Thanks for putting up with my slightly scattered thoughts!
Laura

Something to Look Forward To!

It’s been an emotional few days, preparing for Daniel’s time in the hospital and now adjusting to what the next 6 weeks are going to look like. One good thing is that I don’t have to gown up to visit Daniel and can curl up next to him too! The chemo isn’t supposed to hit him until 5-7 days after, so the transplant and chemo will hit him at the same time. All this is an adjustment for me too as I’m trying to figure out how much I can handle and what I need to do in order to keep myself sane and healthy over the upcoming weeks and months so I can best support Daniel. 

But today, I want to focus on something exciting that Daniel and I are both looking forward to: Our Wedding!! We’ve gotten a lot planned over the last few weeks and we’re starting to get really excited now that it’s a little less than a year away! So here are some details we’re super excited about!

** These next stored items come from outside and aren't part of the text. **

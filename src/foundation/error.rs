/// Convenience result type used across the renderer.
pub type SlowmoResult<T> = Result<T, SlowmoError>;

/// Top-level error taxonomy used by renderer APIs.
#[derive(thiserror::Error, Debug)]
pub enum SlowmoError {
    /// Invalid user-provided configuration or project data.
    #[error("validation error: {0}")]
    Validation(String),

    /// The project file could not be read or is structurally invalid.
    #[error("failed to load project: {message}")]
    Load {
        /// Message reported by the project loader.
        message: String,
    },

    /// A configuration call was made before any project was loaded.
    #[error("no project loaded")]
    NoProject,

    /// Rendering was requested while no render target is attached.
    #[error("not ready to render: no render target set")]
    NoTarget,

    /// The render task is running and cannot be reconfigured.
    #[error("render task is running")]
    Busy,

    /// Failure while producing or writing frames.
    #[error("render error: {0}")]
    Render(String),

    /// Failure while building or reading optical flow.
    #[error("flow error: {0}")]
    Flow(String),

    /// Errors when serializing or deserializing data structures.
    #[error("serialization error: {0}")]
    Serde(String),

    /// Wrapped lower-level error from dependencies or IO.
    #[error(transparent)]
    Other(#[from] anyhow::Error),
}

impl SlowmoError {
    /// Build a [`SlowmoError::Validation`] value.
    pub fn validation(msg: impl Into<String>) -> Self {
        Self::Validation(msg.into())
    }

    /// Build a [`SlowmoError::Load`] value.
    pub fn load(msg: impl Into<String>) -> Self {
        Self::Load {
            message: msg.into(),
        }
    }

    /// Build a [`SlowmoError::Render`] value.
    pub fn render(msg: impl Into<String>) -> Self {
        Self::Render(msg.into())
    }

    /// Build a [`SlowmoError::Flow`] value.
    pub fn flow(msg: impl Into<String>) -> Self {
        Self::Flow(msg.into())
    }

    /// Build a [`SlowmoError::Serde`] value.
    pub fn serde(msg: impl Into<String>) -> Self {
        Self::Serde(msg.into())
    }
}

#[cfg(test)]
#[path = "../../tests/unit/foundation/error.rs"]
mod tests;
use std::path::{Path, PathBuf};

use anyhow::Context as _;

use crate::foundation::core::FrameSize;
use crate::foundation::error::{SlowmoError, SlowmoResult};
use crate::render::frame::FrameRGBA;

const IMAGE_EXTENSIONS: &[&str] = &["png", "jpg", "jpeg", "tif", "tiff", "bmp"];

/// Provider of the original (pre slow-motion) frames of a project.
///
/// Implementations are shared read-only between the project and a running render task.
pub trait FrameSource: Send + Sync {
    /// Source frame rate.
    fn fps(&self) -> f64;
    /// Number of source frames.
    fn frame_count(&self) -> u64;
    /// Frame dimensions at `size`.
    fn dimensions(&self, size: FrameSize) -> (u32, u32);
    /// Decode frame `index` at `size`.
    fn frame(&self, index: u64, size: FrameSize) -> SlowmoResult<FrameRGBA>;
    /// Human-readable description for logs.
    fn describe(&self) -> String;

    /// Duration of the source in seconds.
    fn duration_secs(&self) -> f64 {
        self.frame_count() as f64 / self.fps()
    }
}

/// Image files in a directory, ordered by file name.
#[derive(Debug)]
pub struct ImagesFrameSource {
    dir: PathBuf,
    files: Vec<PathBuf>,
    fps: f64,
    width: u32,
    height: u32,
}

impl ImagesFrameSource {
    /// Scan `dir` for image files. Fails when the directory holds no readable image.
    pub fn open(dir: impl Into<PathBuf>, fps: f64) -> SlowmoResult<Self> {
        let dir = dir.into();
        if !fps.is_finite() || fps <= 0.0 {
            return Err(SlowmoError::validation(format!(
                "frame source fps must be finite and > 0 (got {fps})"
            )));
        }
        let entries = std::fs::read_dir(&dir)
            .with_context(|| format!("read frame directory '{}'", dir.display()))?;
        let mut files = Vec::new();
        for entry in entries {
            let path = entry
                .with_context(|| format!("list frame directory '{}'", dir.display()))?
                .path();
            if path.is_file() && has_image_extension(&path) {
                files.push(path);
            }
        }
        files.sort();
        let first = files.first().ok_or_else(|| {
            SlowmoError::validation(format!("no image files found in '{}'", dir.display()))
        })?;
        let (width, height) = image::image_dimensions(first)
            .with_context(|| format!("read first image '{}'", first.display()))?;
        Ok(Self {
            dir,
            files,
            fps,
            width,
            height,
        })
    }

    /// Directory the frames were read from.
    pub fn dir(&self) -> &Path {
        &self.dir
    }
}

impl FrameSource for ImagesFrameSource {
    fn fps(&self) -> f64 {
        self.fps
    }

    fn frame_count(&self) -> u64 {
        self.files.len() as u64
    }

    fn dimensions(&self, size: FrameSize) -> (u32, u32) {
        size.scale(self.width, self.height)
    }

    fn frame(&self, index: u64, size: FrameSize) -> SlowmoResult<FrameRGBA> {
        let path = self.files.get(index as usize).ok_or_else(|| {
            SlowmoError::render(format!(
                "source frame {index} out of range (0..{})",
                self.files.len()
            ))
        })?;
        let img = image::open(path)
            .with_context(|| format!("decode frame '{}'", path.display()))?
            .to_rgba8();
        let (w, h) = self.dimensions(size);
        let img = if img.dimensions() == (w, h) {
            img
        } else {
            image::imageops::resize(&img, w, h, image::imageops::FilterType::Triangle)
        };
        FrameRGBA::new(w, h, img.into_raw())
    }

    fn describe(&self) -> String {
        format!(
            "{} images in '{}' at {} fps",
            self.files.len(),
            self.dir.display(),
            self.fps
        )
    }
}

fn has_image_extension(path: &Path) -> bool {
    path.extension()
        .and_then(|e| e.to_str())
        .is_some_and(|e| IMAGE_EXTENSIONS.contains(&e.to_ascii_lowercase().as_str()))
}

/// Deterministic generated footage: a bright bar sweeping across a colour gradient.
#[derive(Clone, Debug, PartialEq)]
pub struct SyntheticFrameSource {
    width: u32,
    height: u32,
    frames: u64,
    fps: f64,
}

impl SyntheticFrameSource {
    /// Create a generator for `frames` frames of `width`x`height` at `fps`.
    pub fn new(width: u32, height: u32, frames: u64, fps: f64) -> SlowmoResult<Self> {
        if width == 0 || height == 0 {
            return Err(SlowmoError::validation(
                "synthetic frame source width/height must be non-zero",
            ));
        }
        if frames == 0 {
            return Err(SlowmoError::validation(
                "synthetic frame source needs at least one frame",
            ));
        }
        if !fps.is_finite() || fps <= 0.0 {
            return Err(SlowmoError::validation(format!(
                "frame source fps must be finite and > 0 (got {fps})"
            )));
        }
        Ok(Self {
            width,
            height,
            frames,
            fps,
        })
    }
}

impl FrameSource for SyntheticFrameSource {
    fn fps(&self) -> f64 {
        self.fps
    }

    fn frame_count(&self) -> u64 {
        self.frames
    }

    fn dimensions(&self, size: FrameSize) -> (u32, u32) {
        size.scale(self.width, self.height)
    }

    fn frame(&self, index: u64, size: FrameSize) -> SlowmoResult<FrameRGBA> {
        if index >= self.frames {
            return Err(SlowmoError::render(format!(
                "source frame {index} out of range (0..{})",
                self.frames
            )));
        }
        let (w, h) = self.dimensions(size);
        let bar_w = (w / 8).max(1) as u64;
        let bar_x = (index * bar_w) % w as u64;
        let mut data = Vec::with_capacity((w as usize) * (h as usize) * 4);
        for y in 0..h {
            for x in 0..w {
                let in_bar = (x as u64) >= bar_x && (x as u64) < bar_x + bar_w;
                if in_bar {
                    data.extend_from_slice(&[255, 255, 255, 255]);
                } else {
                    let r = (x * 255 / w.max(1)) as u8;
                    let g = (y * 255 / h.max(1)) as u8;
                    data.extend_from_slice(&[r, g, 64, 255]);
                }
            }
        }
        FrameRGBA::new(w, h, data)
    }

    fn describe(&self) -> String {
        format!(
            "synthetic {}x{}, {} frames at {} fps",
            self.width, self.height, self.frames, self.fps
        )
    }
}

#[cfg(test)]
#[path = "../../tests/unit/source/frames.rs"]
mod tests;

  1. My dress! I bought my dress while I was still in Ontario with my Mom and Grandma. I love it and cannot wait to wear it again! Sadly, no pictures or too much description in case Daniel stumbles upon this site, but it’s gorgeous and really works with our venues. 
  2. Our Venues! Assiniboine Park has been a huge part of our relationship as well as my favourite place in the city, so it only makes sense to have it at the centre of our wedding. That means we’re having our morning ceremony under the arbour in the Leo Mol Sculpture Garden and a brunch reception at Terrace 55! (Daniel always laughs at me when I tell people we’re having a morning wedding, haha)
  3. Time and Date! As I just mentioned, we’re having a morning wedding, a Sunday morning wedding to be specific, and it has been the best decision we’ve made so far! Neither of us are big dancers and alcohol is something we want to downplay as well. We’ve saved $13,000 alone on Terrace 55 by having a brunch reception instead of dinner and got our fabulous photographer for half price as well based solely on the fact we’re having a morning wedding!
  4. Our Photographer! We’ve gone with Melissa Johnstone of Sugar and Soul Photography and are so excited about it! She brings an energy to her work that will help both Daniel and I to open up in front of the camera and is just as quirky as we are!
  5. Rings! Daniel bought me a gorgeous engagement ring, but that’s not what I’m talking about. He’s been almost as excited about finding a ring for him as I was about getting an engagement ring! Because of that, I planned on getting him his ring for Christmas. However, when we went into Vandenberg’s to design a custom band to fit my engagement ring, we found the perfect ring for Daniel too! I went back the day after and got a sunflower (which I drew!) engraved on it in order to surprise him with it before he went into the hospital. He loves it and will wear it on his right hand until we’re married next August! So if you see us, ask to see Daniel’s ring, he’ll be happy to show it off!

Thanks for sharing in our excitement! All this planning has also helped give us something to look forward to as we spend our days in the hospital.